Over time, the H1N1 virus emerged. It was never seen by anyone, never infected anything.

The conditions were ideal for the virus to start spreading. Then, in 2009, it was first isolated on a cruise ship off the coast of Mexico.

Lower pandemic threat today

Eckrode said that a mass pandemic is possible today, but isn’t likely.

“We can type the virus, we know what a virus is. We have electron microscopes, we have pictures of this little bad boy,” he said. “We have vaccinations.”

Even if a vaccine today has a low rate of effectiveness, “it works a lot better than the one they didn’t have in 1918,” he added.

Influenza is drawn to the exterior of our respiratory tract, Eckrode said. It strips the outer layer of a cell so it can enter that cell, then take over and reproduce itself.

In 1918, soldiers were often not far from where mustard gas was being stored. “If somebody had a sub-clinical exposure to a noxious agent like mustard gas, or some blistering agent that works by stripping a cell wall and causing release of cellular fluids – that could in fact predispose the individual to infection,” said Eckrode.

The H1N1 has an “infectivity rate” of four, meaning anyone infected will likely pass it on to four people.
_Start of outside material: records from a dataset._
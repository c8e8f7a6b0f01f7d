use axum::{
    middleware,
    routing::{delete, get, post, put},
    Router,
};

use shared_database::AppState;
use shared_utils::extractor::auth_middleware;

use crate::handlers;

pub fn schedule_routes(state: AppState) -> Router {
    // Public routes (no authentication required)
    // Same param name as the protected delete route, matchit requires it
    let public_routes = Router::new()
        .route("/{id}", get(handlers::list_available_schedules));

    // Protected routes (authentication required)
    let protected_routes = Router::new()
        .route("/", get(handlers::list_schedules_for_doctor))
        .route("/patient-accept", get(handlers::list_accepted_schedules))
        .route("/supporter", get(handlers::list_bookings_for_supporter))
        .route("/", post(handlers::create_schedule))
        .route("/", put(handlers::update_schedule))
        .route("/change-status", put(handlers::change_booking_status))
        .route("/{id}", delete(handlers::delete_schedule))
        .route("/{id}/{schedule_id}", delete(handlers::delete_booking))
        .layer(middleware::from_fn_with_state(state.clone(), auth_middleware));

    Router::new()
        .merge(public_routes)
        .merge(protected_routes)
        .with_state(state)
}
The current 2017-18 seasonal flu has a rate of 15, while the regular infectivity rate of a flu is 1.5, said Eckrode – which could explain this season’s greater impact.

Shots, and soap

Flu is constant in our world, yet is constantly changing.

It’s normally present in various birds, including chickens. On farms, the flu moves from chickens to pigs, mutating on its way. “It undergoes a genetic ‘re-assortment’ in the pig and then it can be given to us,” said Eckrode. It also can infect pet dogs and cats, and is “like a Rubik’s cube of DNA re-assorting itself so it can infect you.”
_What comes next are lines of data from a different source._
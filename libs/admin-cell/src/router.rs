use axum::{middleware, routing::get, Router};

use shared_database::AppState;
use shared_utils::extractor::auth_middleware;

use crate::handlers;

pub fn admin_routes(state: AppState) -> Router {
    let protected_routes = Router::new()
        .route("/dashboard", get(handlers::dashboard))
        .layer(middleware::from_fn_with_state(state.clone(), auth_middleware));

    Router::new().merge(protected_routes).with_state(state)
}
use axum::body::Body;
use axum::extract::{FromRequest, Multipart};
use axum::http::{header::CONTENT_TYPE, Request};

use shared_utils::upload::save_image;
use specialty_cell::handlers::IMAGE_FIELD;

const BOUNDARY: &str = "test-boundary-7MA4YWxkTrZu0gW";

fn multipart_request(field: &str, data: &[u8]) -> Request<Body> {
    let mut body = Vec::new();
    body.extend_from_slice(format!("--{}\r\n", BOUNDARY).as_bytes());
    body.extend_from_slice(
        format!(
            "Content-Disposition: form-data; name=\"{}\"; filename=\"derma.png\"\r\n",
            field
        )
        .as_bytes(),
    );
    body.extend_from_slice(b"Content-Type: image/png\r\n\r\n");
    body.extend_from_slice(data);
    body.extend_from_slice(format!("\r\n--{}--\r\n", BOUNDARY).as_bytes());

    Request::builder()
        .header(
            CONTENT_TYPE,
            format!("multipart/form-data; boundary={}", BOUNDARY),
        )
        .body(Body::from(body))
        .unwrap()
}

async fn extract(request: Request<Body>) -> Multipart {
    Multipart::from_request(request, &()).await.unwrap()
}

// The web client posts the file under "specImage".
#[tokio::test]
async fn client_field_name_is_accepted() {
    let dir = tempfile::tempdir().unwrap();
    let upload_dir = dir.path().to_str().unwrap();

    let request = multipart_request(IMAGE_FIELD, b"\x89PNG fake image");
    let multipart = extract(request).await;

    let file_name = save_image(multipart, IMAGE_FIELD, upload_dir, "specializations")
        .await
        .unwrap();
    assert!(file_name.ends_with(".png"));
    assert!(dir.path().join("specializations").join(&file_name).exists());
}

#[tokio::test]
async fn other_field_names_are_ignored() {
    let dir = tempfile::tempdir().unwrap();

    let request = multipart_request("specializationImage", b"\x89PNG fake image");
    let multipart = extract(request).await;

    let err = save_image(multipart, IMAGE_FIELD, dir.path().to_str().unwrap(), "specializations")
        .await
        .unwrap_err();
    assert!(err.to_string().contains("specImage"));
}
Viruses don’t necessarily “live” and so don’t need to feed to stay alive. “(Flu is) a machine to make more machines; a highly pathogenic one like this burns through a susceptible host, it burns through all its resources,” said Eckrode. “Flu is constantly evolving, shifting and drifting to evade your immune system.”

What’s our best way to avoid it?

Eckrode recommends that people wash hands often, and engage in “social distancing” during the flu season. He also recommends getting a flu vaccine: “Vaccinations are one of the great miracles of public health.”